Overview
Machine Learning with R (Second Edition) provides a thorough introduction to machine learning techniques and their application using the R programming language. You'll gain hands-on experience implementing various algorithms and solving real-world data challenges, making it an invaluable resource for aspiring data scientists and analysts.
What this Book will help me do
- Understand the fundamentals of machine learning and its applications in data analysis.
- Master the use of R for cleaning, exploring, and visualizing data to prepare it for modeling.
- Build and apply machine learning models for classification, prediction, and clustering tasks.
- Evaluate and fine-tune model performance to ensure accurate predictions.

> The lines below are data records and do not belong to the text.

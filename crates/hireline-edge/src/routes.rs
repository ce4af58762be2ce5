//! Router configuration.

use std::sync::Arc;
use std::time::Duration;

use axum::middleware;
use axum::routing::{get, put};
use axum::Router;
use tower_http::cors::{Any, CorsLayer};
use tower_http::limit::RequestBodyLimitLayer;
use tower_http::timeout::TimeoutLayer;
use tower_http::trace::TraceLayer;

use crate::handlers::{self, health, role_cookie};
use crate::middleware::route_guard;
use crate::resolver::RoleResolver;
use crate::state::EdgeState;

/// Create the edge router.
///
/// # Routes
///
/// ## Edge
/// - `GET /health` - Health check
/// - `PUT /session/roles` - Write the caller's confirmed roles into the cookie
/// - `DELETE /session/roles` - Clear the role cookie
///
/// ## Pages
/// Everything else goes to `pages` behind the route guard. Pass `None` to
/// mount a fallback that answers `404`.
pub fn create_router<R>(state: EdgeState<R>, pages: Option<Router>) -> Router
where
    R: RoleResolver + 'static,
{
    let cors = build_cors_layer(&state.config.cors_origins);
    let max_body_bytes = state.config.max_body_bytes;
    let request_timeout_seconds = state.config.request_timeout_seconds;
    let state = Arc::new(state);

    let pages = pages
        .unwrap_or_else(|| Router::new().fallback(handlers::pages::not_rendered))
        .layer(middleware::from_fn_with_state(
            Arc::clone(&state),
            route_guard::<R>,
        ));

    let edge = Router::new()
        .route("/health", get(health::health::<R>))
        .route(
            "/session/roles",
            put(role_cookie::put_roles::<R>).delete(role_cookie::delete_roles::<R>),
        )
        .with_state(state);

    edge.merge(pages)
        // Middleware
        .layer(TraceLayer::new_for_http())
        .layer(cors)
        .layer(RequestBodyLimitLayer::new(max_body_bytes))
        .layer(TimeoutLayer::new(Duration::from_secs(
            request_timeout_seconds,
        )))
}

/// Build the CORS layer from configured origins.
///
/// No origins means no cross-origin access.
fn build_cors_layer(origins: &[String]) -> CorsLayer {
    if origins.iter().any(|o| o == "*") {
        CorsLayer::new()
            .allow_origin(Any)
            .allow_methods(Any)
            .allow_headers(Any)
    } else {
        let origins: Vec<_> = origins.iter().filter_map(|o| o.parse().ok()).collect();

        CorsLayer::new()
            .allow_origin(origins)
            .allow_methods(Any)
            .allow_headers(Any)
    }
}

#[cfg(test)]
mod tests {
    use super::*;
    use axum::body::Body;
    use axum::http::{header, HeaderValue, Request, StatusCode};
    use axum::response::IntoResponse;
    use axum_extra::extract::cookie::{Key, SignedCookieJar};
    use hireline_core::{RoleSet, RoleTag};
    use tower::ServiceExt;

    use crate::config::EdgeConfig;
    use crate::cookie::write_role_cookie;
    use crate::resolver::fixed::FixedRoleResolver;

    fn app() -> (Router, Key) {
        let resolver =
            FixedRoleResolver::default().with("member", [RoleTag::User].into_iter().collect());
        let state = EdgeState::new(Arc::new(resolver), EdgeConfig::default()).unwrap();
        let key = state.cookie_key.clone();
        let pages = Router::new().fallback(|| async { "page" });
        (create_router(state, Some(pages)), key)
    }

    fn signed(key: &Key, tags: &[RoleTag]) -> String {
        let roles: RoleSet = tags.iter().cloned().collect();
        let jar = write_role_cookie(SignedCookieJar::new(key.clone()), &roles, &EdgeConfig::default());
        let response = jar.into_response();
        let set_cookie = response.headers()[header::SET_COOKIE].to_str().unwrap();
        set_cookie.split(';').next().unwrap().to_string()
    }

    fn page(path: &str, cookie: Option<&str>) -> Request<Body> {
        let mut builder = Request::builder().uri(path);
        if let Some(cookie) = cookie {
            builder = builder.header(header::COOKIE, cookie);
        }
        builder.body(Body::empty()).unwrap()
    }

    #[tokio::test]
    async fn guard_redirects_with_307() {
        let (app, _) = app();
        let response = app.oneshot(page("/admin", None)).await.unwrap();

        assert_eq!(response.status(), StatusCode::TEMPORARY_REDIRECT);
        assert_eq!(
            response.headers()[header::LOCATION],
            "/login?returnTo=%2Fadmin"
        );
    }

    #[tokio::test]
    async fn guard_passes_signed_admin() {
        let (app, key) = app();
        let cookie = signed(&key, &[RoleTag::Admin]);
        let response = app.oneshot(page("/talents", Some(&cookie))).await.unwrap();

        assert_eq!(response.status(), StatusCode::OK);
        let body = axum::body::to_bytes(response.into_body(), 1024).await.unwrap();
        assert_eq!(&body[..], b"page");
    }

    #[tokio::test]
    async fn hand_written_cookie_is_signed_out() {
        let (app, _) = app();
        let response = app
            .oneshot(page("/admin/users", Some(r#"user-roles=["ADMIN"]"#)))
            .await
            .unwrap();

        assert_eq!(response.status(), StatusCode::TEMPORARY_REDIRECT);
        assert_eq!(
            response.headers()[header::LOCATION],
            "/login?returnTo=%2Fadmin%2Fusers"
        );
    }

    #[tokio::test]
    async fn unnormalized_paths_are_guarded() {
        for path in ["//admin", "/./admin", "/%61dmin"] {
            let (app, _) = app();
            let response = app.oneshot(page(path, None)).await.unwrap();
            assert_eq!(response.status(), StatusCode::TEMPORARY_REDIRECT, "{path}");
            assert_eq!(
                response.headers()[header::LOCATION],
                "/login?returnTo=%2Fadmin"
            );
        }
    }

    #[tokio::test]
    async fn edge_routes_skip_the_guard() {
        let (app, _) = app();
        let response = app.oneshot(page("/health", None)).await.unwrap();
        assert_eq!(response.status(), StatusCode::OK);
    }

    #[tokio::test]
    async fn default_pages_fallback_is_not_found() {
        let state = EdgeState::new(
            Arc::new(FixedRoleResolver::default()),
            EdgeConfig::default(),
        )
        .unwrap();
        let response = create_router(state, None)
            .oneshot(page("/talents", None))
            .await
            .unwrap();
        assert_eq!(response.status(), StatusCode::NOT_FOUND);
    }

    fn cors_request() -> Request<Body> {
        Request::builder()
            .uri("/health")
            .header(header::ORIGIN, "https://hireline.dev")
            .body(Body::empty())
            .unwrap()
    }

    #[tokio::test]
    async fn cors_allows_configured_origin() {
        let config = EdgeConfig {
            cors_origins: vec!["https://hireline.dev".to_string()],
            ..EdgeConfig::default()
        };
        let state = EdgeState::new(Arc::new(FixedRoleResolver::default()), config).unwrap();
        let response = create_router(state, None).oneshot(cors_request()).await.unwrap();

        assert_eq!(
            response.headers()[header::ACCESS_CONTROL_ALLOW_ORIGIN],
            HeaderValue::from_static("https://hireline.dev")
        );
    }

    #[tokio::test]
    async fn no_origins_configured_denies_cors() {
        let state =
            EdgeState::new(Arc::new(FixedRoleResolver::default()), EdgeConfig::default()).unwrap();
        let response = create_router(state, None).oneshot(cors_request()).await.unwrap();

        assert!(!response
            .headers()
            .contains_key(header::ACCESS_CONTROL_ALLOW_ORIGIN));
    }
}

- Explore advanced topics like text mining, handling social network data, and big data analytics.
Author(s)
Brett Lantz is a data scientist with significant experience as both a practitioner and communicator in the machine learning field. With a focus on accessibility, he aims to demystify complex concepts for readers interested in data science. His blend of hands-on methods and theoretical insight has made his work a favorite for both beginners and experienced professionals.
Who is it for?
Ideal for data analysts and aspiring data scientists who have intermediate programming skills and are exploring machine learning. Perfect for R users ready to expand their skill set to include predictive modeling techniques. Also fits those with some experience in machine learning but new to the R environment. Provides insightful guidance for anyone looking to apply machine learning in practical, real-world scenarios.